Resumen

La interoperabilidad no es un riesgo en sí misma, sino un desafío de implementación crucial en la Silver Economy. Si no se gestiona con altos estándares de seguridad y confianza, la falta de una correcta conexión entre sistemas —especialmente en salud y finanzas— aumenta significativamente los riesgos de fraude, fuga de datos y errores transaccionales para los adultos mayores. 

  • Riesgo si se hace mal: Una mala interoperabilidad genera silos de información que pueden provocar errores críticos en la atención sanitaria o financiera de los mayores.
  • Beneficio si se hace bien: La interoperabilidad adecuada mejora la calidad de vida, seguridad y accesibilidad a servicios, abordando el aislamiento y la inseguridad financiera.
  • El desafío: La clave está en garantizar la trazabilidad, seguridad y el cumplimiento normativo para construir confianza. 

En resumen, más que un riesgo, es una infraestructura crítica necesaria para la seguridad y comodidad en la economía plateada. 

por César Guerreros – KW Foundation España

La transformación del modelo asistencial hacia el “hospital líquido” (modelo de asistencia sanitaria que trasciende las paredes físicas del edificio del hospital para llegar al paciente allí donde esté) y el “cuidado en casa” ha disuelto el perímetro de seguridad tradicional.

En 2026, la infraestructura crítica de un hospital ya no termina en sus firewalls físicos; se extiende hasta el router doméstico de un paciente crónico, su asistente de voz y los sensores IoT (Internet of Things) desplegados en residencias de terceros.
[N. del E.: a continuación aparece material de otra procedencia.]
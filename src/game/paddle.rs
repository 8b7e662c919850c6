//! A player paddle : a rectangle that only ever moves vertically, clamped to the court.

use crate::game::geometry::Rect;

/// A paddle owned by exactly one match and one side. Its `shape.y` stays within
/// `[0, arena_height - shape.height]` at all times.
#[derive(Debug, Clone)]
pub struct Paddle {
    pub shape: Rect,
    pub y_vector: f64,
}

impl Paddle {
    pub fn new(shape: Rect, y_vector: f64) -> Paddle {
        Paddle { shape, y_vector }
    }

    /// Move one speed step up, pinning at the top wall.
    pub fn move_up(&mut self) {
        self.shape.y = f64::max(self.shape.y - self.y_vector, 0.0);
    }

    /// Move one speed step down, pinning at the bottom wall.
    pub fn move_down(&mut self, arena_height: f64) {
        self.shape.y = f64::min(self.shape.y + self.y_vector, arena_height - self.shape.height);
    }
}
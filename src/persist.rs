//! Best-effort persistence of finished matches.
//!
//! The server is authoritative over the realtime match, not over the result store : a failed
//! write is logged by the caller and never blocks or aborts anything.

use std::time::SystemTime;

use tokio_postgres::types::ToSql;

use crate::game::{MatchSeed, Side};

/// Error raised when an interaction with the result store fails.
#[derive(thiserror::Error, Debug)]
#[error("result store interaction failed : {0}")]
pub struct PersistError(#[from] tokio_postgres::Error);

/// Check whether the given participant id exists in the users database.
pub async fn participant_exists(
    db_client: &tokio_postgres::Client,
    participant_id: i64,
) -> Result<bool, PersistError> {
    let row = db_client
        .query_opt(
            "select 1 from player_account where id = $1",
            &[&participant_id],
        )
        .await?;
    Ok(row.is_some())
}

/// Try to write the match outcome to the database. Errors here are database errors - this is hard.
pub async fn report_match_result(
    db_client: &tokio_postgres::Client,
    seed: &MatchSeed,
    winner: Side,
    scores: [u32; 2],
    finished_at: SystemTime,
) -> Result<(), PersistError> {
    let winner_id = match winner {
        Side::Left => seed.player1_id,
        Side::Right => seed.player2_id,
    };
    let parameters: [&(dyn ToSql + Sync); 5] = [
        &seed.external_id,
        &winner_id,
        &i16::try_from(scores[0]).expect("Score is beyond an i16."),
        &i16::try_from(scores[1]).expect("Score is beyond an i16."),
        &finished_at,
    ];
    db_client
        .execute(
            "insert \
             into match_result(external_id, winner_id, score_player1, score_player2, finished_at) \
             values($1, $2, $3, $4, $5);",
            &parameters,
        )
        .await?;
    Ok(())
}
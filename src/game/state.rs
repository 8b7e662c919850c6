//! Encapsulation of a match's lifecycle phase, and computation of its evolution.

use std::sync::atomic::{AtomicBool, Ordering};

use tokio::sync::mpsc;

pub use done::MatchOutcome;
use running::RunningState;

use super::JoinRequest;

mod done;
mod running;
mod waiting;

/// Current phase of a match. `WAITING` is initial, `FINISHED` is terminal, and a match that
/// reached `RUNNING` never returns to `WAITING`.
pub(super) enum MatchPhase {
    Waiting {
        player1_id: i64,
        player2_id: i64,
        join_rx: mpsc::Receiver<JoinRequest>,
    },
    Running(RunningState),
    Finished(MatchOutcome),
}

impl MatchPhase {
    /// Create a new match phase at the initial waiting stage.
    pub(super) fn new(
        player1_id: i64,
        player2_id: i64,
        join_rx: mpsc::Receiver<JoinRequest>,
    ) -> Self {
        Self::Waiting {
            player1_id,
            player2_id,
            join_rx,
        }
    }

    /// Complete the current phase to get to the next one and return it.
    ///
    /// The `started` flag is raised on the transition out of the waiting phase; from then on the
    /// registry handle rejects further joins as lobby-full.
    pub(super) async fn advance(self, started: &AtomicBool) -> MatchPhase {
        match self {
            Self::Waiting {
                player1_id,
                player2_id,
                mut join_rx,
            } => match waiting::wait_for_players(player1_id, player2_id, &mut join_rx).await {
                Ok(players) => {
                    started.store(true, Ordering::Release);
                    Self::Running(RunningState::new(players, &mut rand::thread_rng()))
                }
                Err(_) => Self::Finished(MatchOutcome::TimedOut),
            },
            Self::Running(state) => Self::Finished(running::run_match_loop(state).await),
            Self::Finished(outcome) => Self::Finished(outcome),
        }
    }
}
Desde una perspectiva de ciberseguridad, esto implica que la superficie de ataque se ha multiplicado exponencialmente. Cada dispositivo conectado sin un protocolo robusto es una puerta trasera potencial para ataques de ransomware (tipo de malware que restringe el acceso a los archivos o al dispositivo de una víctima, exigiendo un rescate) dirigidos a la red sanitaria central.

Existe una reticencia habitual entre direcciones técnicas y comités de inversión a abrir sus sistemas a terceros bajo la premisa de la “seguridad por aislamiento”. Sin embargo, el análisis forense de las brechas de datos más recientes en el sector salud demuestra que el aislamiento es una estrategia fallida. La verdadera vulnerabilidad reside en los procesos manuales y en las integraciones ad hoc (parches de software no estandarizados) que se utilizan para puentear esos aislamientos. El envío de informes médicos por correo electrónico no encriptado, el uso de dispositivos USB o las conexiones VPN mal configuradas para teletrabajo suponen riesgos de fuga de información y entrada de malware infinitamente superiores a una API gestionada.

Aquí es donde la interoperabilidad, lejos de ser una amenaza, se revela como la arquitectura de defensa más sofisticada. La implementación de estándares modernos como HL7 FHIR combinados con protocolos de autorización como OAuth 2.0 y OpenID Connect permite aplicar una política de seguridad de “Confianza Cero” (ninguna entidad, ya sea interna o externa, debe ser confiada automáticamente). A diferencia de los sistemas antiguos que daban acceso total o nulo, la interoperabilidad moderna permite la granularidad del dato (nivel de detalle y precisión con el que se controlan y protegen los datos).

Bajo un esquema interoperable estandarizado, un proveedor de teleasistencia no necesita acceso a la base de datos completa del hospital; el sistema le concede un token temporal para leer exclusivamente las constantes vitales de un paciente específico, durante un tiempo limitado y con una trazabilidad (log) inalterable. Si un dispositivo IoT en el domicilio es comprometido, el daño se contiene automáticamente porque ese dispositivo nunca tuvo “las llaves del reino”, solo una autorización mínima y revocable al instante.

Para el inversor y el gestor de riesgos, la conclusión es financiera y legal: la interoperabilidad no es una tubería abierta, es una esclusa inteligente. Garantiza la trazabilidad del dato (saber quién accedió, cuándo y a qué) que exige la normativa europea de protección de datos (RGPD/EHDS) y mitiga la responsabilidad civil ante ciberataques. En un mercado donde la confianza es el activo más volátil, invertir en plataformas cerradas es invertir en opacidad y riesgo; invertir en arquitecturas interoperables es invertir en auditabilidad y resiliencia. La seguridad del paciente en 2026 ya no depende solo de la asepsia del quirófano, sino de la higiene de los protocolos de intercambio de datos que protegen su vida digital.